Exploration and dating
In petroleum exploration, it is vital to be able to interpret and date key occurrences within petroleum systems – including petroleum generation and alteration (post-generation). For example, identifying and dating the occurrence of certain authigenic minerals (e.g. carbonate cements) can provide information on when and where oil is likely to accumulate to aid in targeting exploration.

One specific mineral that can be analyzed is authigenic pyrite (Figure 1), which is often connected to hydrocarbon generation; the trace minerals of which provide clues of the deposition environment. Strontium (Sr) and lead (Pb) isotopes in such authigenic pyrites can provide geochronological and source information. For example, Li et al. (2020) analyzed Pb isotope analysis of pyrite to characterize petroleum system events within Ordovician carbonate rocks from NW China.


Figure 1. Pyrite samples from carbonate rock with calcite (A) and bitumen (B), from Li et al. (2020)

Paired Strontium-Lead (87Sr/86Sr, 206Pb/204Pb, 208Pb/204Pb) can be measured to characterize crust origin, as well as crust and mantle mixing to provide information on likelihood of petroleum hydrocarbons. For example, Zhang et al. (1999) measured Pb and Sr ratios in organic matter of Lower Tertiary rock along a fault depression in eastern China, finding evidence of soluble organic matter. The authors predicted that this organic matter was likely to develop hydrocarbons, leading to the formation of petroleum deposits along the fault.

Finally, strontium isotopes (87Sr/86Sr) can also be used to trace sources of surface and aquifer contamination associated with oil and gas formations (Marza et al. 2021), vital to identify and limit negative environmental impacts.

Contact us today to discuss utilizing strontium (Sr) and lead (Pb) for your petroleum exploration research.

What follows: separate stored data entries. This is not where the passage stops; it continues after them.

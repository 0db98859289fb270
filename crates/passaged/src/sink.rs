//! Attendance event plumbing.
//!
//! The gate runs on a pipeline thread and must never block on persistence;
//! durable storage is an external collaborator. This sink hands accepted
//! events to an async consumer that emits one JSON line per event, which a
//! deployment can pipe into whatever store it runs.

use passage_core::{AttendanceEvent, AttendanceSink, SinkError};
use tokio::sync::mpsc;

/// Sink forwarding accepted events over an unbounded channel.
pub struct ChannelSink {
    tx: mpsc::UnboundedSender<AttendanceEvent>,
}

impl ChannelSink {
    pub fn new() -> (Self, mpsc::UnboundedReceiver<AttendanceEvent>) {
        let (tx, rx) = mpsc::unbounded_channel();
        (Self { tx }, rx)
    }
}

impl AttendanceSink for ChannelSink {
    fn record(&self, event: &AttendanceEvent) -> Result<(), SinkError> {
        self.tx
            .send(event.clone())
            .map_err(|_| SinkError("event consumer dropped".into()))
    }
}

/// Drain accepted events, one JSON line each, until the senders are gone.
pub async fn run_event_writer(mut rx: mpsc::UnboundedReceiver<AttendanceEvent>) {
    while let Some(event) = rx.recv().await {
        match serde_json::to_string(&event) {
            Ok(line) => println!("{line}"),
            Err(err) => tracing::warn!(error = %err, "failed to serialize attendance event"),
        }
    }
    tracing::info!("event writer exiting");
}

#[cfg(test)]
mod tests {
    use super::*;
    use chrono::Utc;
    use passage_core::Method;
    use uuid::Uuid;

    fn event() -> AttendanceEvent {
        AttendanceEvent {
            id: Uuid::new_v4(),
            identity_id: "e1".into(),
            display_name: "Erin".into(),
            timestamp: Utc::now(),
            confidence: 0.9,
            method: Method::Walkthrough,
        }
    }

    #[tokio::test]
    async fn record_delivers_to_consumer() {
        let (sink, mut rx) = ChannelSink::new();
        sink.record(&event()).unwrap();
        let received = rx.recv().await.unwrap();
        assert_eq!(received.identity_id, "e1");
    }

    #[tokio::test]
    async fn record_fails_when_consumer_gone() {
        let (sink, rx) = ChannelSink::new();
        drop(rx);
        assert!(sink.record(&event()).is_err());
    }
}
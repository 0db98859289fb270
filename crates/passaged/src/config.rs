use chrono::Duration;
use passage_core::{GateConfig, LivenessConfig, Method};

/// Daemon configuration, loaded from environment variables.
pub struct Config {
    /// Dimensionality every enrolled and probed embedding must have.
    pub embedding_dim: usize,
    /// Matcher's cosine similarity threshold for a positive match.
    pub match_threshold: f32,
    /// Gate's own acceptance threshold, re-checked on top of the matcher's.
    pub accept_threshold: f32,
    /// Seconds between two accepted events for the same identity.
    pub cooldown_secs: i64,
    /// Liveness: samples required before a verdict.
    pub min_frames: u32,
    /// Liveness: rolling window capacity.
    pub max_samples: usize,
    /// Liveness: per-axis pose std threshold in degrees.
    pub pose_threshold_deg: f32,
    /// Liveness: face width std threshold in pixels.
    pub size_threshold_px: f32,
    /// Tag stamped on emitted attendance events.
    pub method: Method,
}

impl Config {
    /// Load configuration from `PASSAGE_*` environment variables with defaults.
    pub fn from_env() -> Self {
        Self {
            embedding_dim: env_usize("PASSAGE_EMBEDDING_DIM", 512),
            match_threshold: env_f32("PASSAGE_MATCH_THRESHOLD", 0.40),
            accept_threshold: env_f32("PASSAGE_ACCEPT_THRESHOLD", 0.45),
            cooldown_secs: env_i64("PASSAGE_COOLDOWN_SECS", 30),
            min_frames: env_u32("PASSAGE_MIN_FRAMES", 8),
            max_samples: env_usize("PASSAGE_MAX_SAMPLES", 15),
            pose_threshold_deg: env_f32("PASSAGE_POSE_THRESHOLD_DEG", 3.0),
            size_threshold_px: env_f32("PASSAGE_SIZE_THRESHOLD_PX", 10.0),
            method: match std::env::var("PASSAGE_METHOD").as_deref() {
                Ok("hardware") => Method::Hardware,
                _ => Method::Walkthrough,
            },
        }
    }

    pub fn liveness(&self) -> LivenessConfig {
        LivenessConfig {
            min_frames: self.min_frames,
            max_samples: self.max_samples,
            pose_threshold_deg: self.pose_threshold_deg,
            size_threshold_px: self.size_threshold_px,
        }
    }

    pub fn gate(&self) -> GateConfig {
        GateConfig {
            accept_threshold: self.accept_threshold,
            cooldown: Duration::seconds(self.cooldown_secs),
            method: self.method,
        }
    }
}

fn env_f32(key: &str, default: f32) -> f32 {
    std::env::var(key)
        .ok()
        .and_then(|v| v.parse().ok())
        .unwrap_or(default)
}

fn env_i64(key: &str, default: i64) -> i64 {
    std::env::var(key)
        .ok()
        .and_then(|v| v.parse().ok())
        .unwrap_or(default)
}

fn env_u32(key: &str, default: u32) -> u32 {
    std::env::var(key)
        .ok()
        .and_then(|v| v.parse().ok())
        .unwrap_or(default)
}

fn env_usize(key: &str, default: usize) -> usize {
    std::env::var(key)
        .ok()
        .and_then(|v| v.parse().ok())
        .unwrap_or(default)
}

Petroleum mix verification

Following the exploration and extraction phase, isotopes can be used to verify the final petroleum product. In cases where modern biomass and ancient petroleum sources are utilized in the development of fuels, radiocarbon dating can be utilized to check or prove the accuracy of biofuel blends. Biofuels are transportation fuels developed from partial to fully renewable sources of carbon – such as modern plants and animals.

Carbons of modern age produce a distinct radiocarbon (14C) signature close to that of the current atmosphere, whereas ancient petroleum-derived carbon sources have a radiocarbon content of zero. Without radiocarbon, the two carbon sources are chemically indistinguishable. Given this relationship between age of carbon and the biofuel source materials, it’s possible to confirm the fuel blend proportions when both sources are used, providing a verification of the quality.

Beta Analytic utilizes ASTM D6866 to verify the accuracy of biofuel blends by testing for the renewable proportion by quantifying the 14C in the samples. Read more about using the ASTM D6866 method for measuring biogenic carbon content of fuels and why 14C is becoming an important tool in the biofuels industry.

References

Li, S., Wang, X.C., Li, C.F., Liu, K., Wilde, S.A., Hu, S.Y., Gui, L., Liu, J. and Wu, L., 2020. First Direct Dating of Alteration of Paleo-Oil Pools Using Rubidium-Strontium Pyrite Geochronology. Minerals, 10(7), p.606.

Zhang, J., Zhu, B., Cheng, Y., Tu, X., Chao, Z., Zhang, C., Xiao, Q., Li, J. and Piao, M., 1999. Pb, Sr isotopes in organic matter of Lower Tertiary hydrocarbon source rocks in Liaohe Fault Depression. Chinese Science Bulletin, 44(23), pp.2192-2196.